CHICAGO (CBS) -- Why are public hospitals in Cook County bleeding cash? Some critics think they have the answer.

 They say while Cook County Health and Hospitals System is cutting staff and services, some county commissioners say the agency is spending millions in contracts for consultants. 

 In one Youtube video, patients in Oak Forest Hospital beg the county to save the facility.

 "We have nowhere else to go," one patient says.

 He's been in Oak Forest Hospital for many years, unable to breathe on his own. He and others said they wanted the whole county to see their stories. 

 They're hoping commissioners will remember them during the budget crisis.  The people behind the videos say Cook County Health and Hospitals System is failing to heal a bleeding budget right now -- cutting nurses and services, while paying millions in contracts to consultants.

 "The budget needs to be cut from the top. Not the bottom. We don't make that much money,"  Tya Robinson-May, a county health worker, told CBS 2's Pamela Jones

 She says she fears losing her job for advocating in support of the patients.  But, she says, the issue is too important to remain silent.  Another supporter agrees.

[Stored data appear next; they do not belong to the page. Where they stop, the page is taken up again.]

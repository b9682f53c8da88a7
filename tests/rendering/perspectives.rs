//! Integration tests for per-reader perspectives

use soul_foundation::{Gender, Person, PersonId};
use soul_parser::{Audience, Emote, LastTargets, Soul};

fn person(id: u64, name: &str, gender: Gender) -> Person {
    Person::new(PersonId::new(id), name, gender)
}

fn alice() -> Person {
    person(1, "alice", Gender::Female)
}

fn bob() -> Person {
    person(2, "bob", Gender::Male)
}

fn carol() -> Person {
    person(3, "carol", Gender::Female)
}

fn parse(input: &str) -> Emote {
    let audience = Audience::new(alice(), vec![alice(), bob(), carol()]);
    Soul::standard()
        .unwrap()
        .parse(input, &audience, &mut LastTargets::new())
        .unwrap()
}

// =============================================================================
// Single clause
// =============================================================================

#[test]
fn untargeted_smile() {
    let emote = parse("smile");
    assert_eq!(emote.actor_message(), "You smile happily.");
    assert_eq!(emote.bystander_message(), "Alice smiles happily.");
    assert_eq!(emote.message_for(&bob()), "Alice smiles happily.");
    assert_eq!(emote.clauses()[0].actor_text(), "smile happily");
}

#[test]
fn target_reads_an_addressed_form() {
    let emote = parse("smile at bob");
    let for_bob = emote.message_for(&bob());
    let for_carol = emote.message_for(&carol());
    assert_eq!(for_bob, "Alice smiles happily at you.");
    assert_eq!(for_carol, "Alice smiles happily at Bob.");
    assert_ne!(for_bob, for_carol);
    assert_eq!(emote.actor_message(), "You smile happily at Bob.");
}

#[test]
fn recipients_exclude_the_actor() {
    let emote = parse("smile at bob");
    assert_eq!(emote.recipients(), &[bob(), carol()]);
    assert_eq!(emote.actor(), &alice());
}

#[test]
fn possessive_templates() {
    let emote = parse("stomp on bob");
    assert_eq!(emote.actor_message(), "You stomp on Bob's foot.");
    assert_eq!(emote.message_for(&bob()), "Alice stomps on your foot.");
    assert_eq!(emote.message_for(&carol()), "Alice stomps on Bob's foot.");

    let emote = parse("stomp");
    assert_eq!(emote.bystander_message(), "Alice stomps her foot.");
}

#[test]
fn reflexive_target() {
    let emote = parse("poke myself");
    assert_eq!(emote.actor_message(), "You poke yourself in the ribs.");
    assert_eq!(emote.bystander_message(), "Alice pokes herself in the ribs.");
}

#[test]
fn dual_shape_spells_both_persons() {
    let emote = parse("cry");
    assert_eq!(emote.actor_message(), "You cry.");
    assert_eq!(emote.bystander_message(), "Alice cries.");
}

// =============================================================================
// Several clauses
// =============================================================================

#[test]
fn three_clauses_use_commas_then_and() {
    let emote = parse("wave, bow and smile at bob");
    assert_eq!(
        emote.actor_message(),
        "You wave happily, bow and smile happily at Bob."
    );
    assert_eq!(
        emote.message_for(&bob()),
        "Alice waves happily, bows and smiles happily at you."
    );
    assert_eq!(
        emote.bystander_message(),
        "Alice waves happily, bows and smiles happily at Bob."
    );
}

#[test]
fn each_clause_has_its_own_targets() {
    let emote = parse("smile at bob and wave at carol");
    assert_eq!(
        emote.message_for(&bob()),
        "Alice smiles happily at you and waves happily at Carol."
    );
    assert_eq!(
        emote.message_for(&carol()),
        "Alice smiles happily at Bob and waves happily at you."
    );
    assert_eq!(emote.targets(), vec![bob(), carol()]);
}

#[test]
fn single_quoted_message_to_everyone() {
    let emote = parse("say 'hi' to all");
    assert_eq!(emote.actor_message(), "You say 'hi' to Bob and Carol.");
    assert_eq!(emote.message_for(&bob()), "Alice says 'hi' to you and Carol.");
    assert_eq!(emote.targets(), vec![bob(), carol()]);
}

"It's even more staggering when you come to find out at the end of the fiscal year, they're crying broke.  Well what did you do with the money? We need accountability.  We need transparency," activist Rodney Ruff said.

They point to contracts like the one just extended with the Sibery Group out of Oak Brook. It was approved in December.

"One, two three, four increases on that one contract. So, $400,000 contract is now $2.1 million," said Cook County Commissioner Robert Steele as he reviewed documentation on the contract.

Another problem? He says one employee for Sibery Group also just got hired in a management position with the health system.  Steele says it smacks of conflict of interest. 

On Friday, Steele plans to bring the issues to the county with the hope of improving the way the health system does business.

"You've talked to us to the point that we need to do better scrutiny when we're paying bills and we're doing extensions of contracts," Steele said.

A spokesperson for the health system said the issue involving Sibery is not double-dipping for the employee who also works for the county now. 

Typically, the spokesperson says, one check is issued to each consulting company and not to individuals.

The health system added that many of its consultants are paid based on how much revenue they raise.

Commissioner Steele says he's pushing for a city ordinance that would stop consultants from getting hired by the county individually while their company is contracted to perform county services.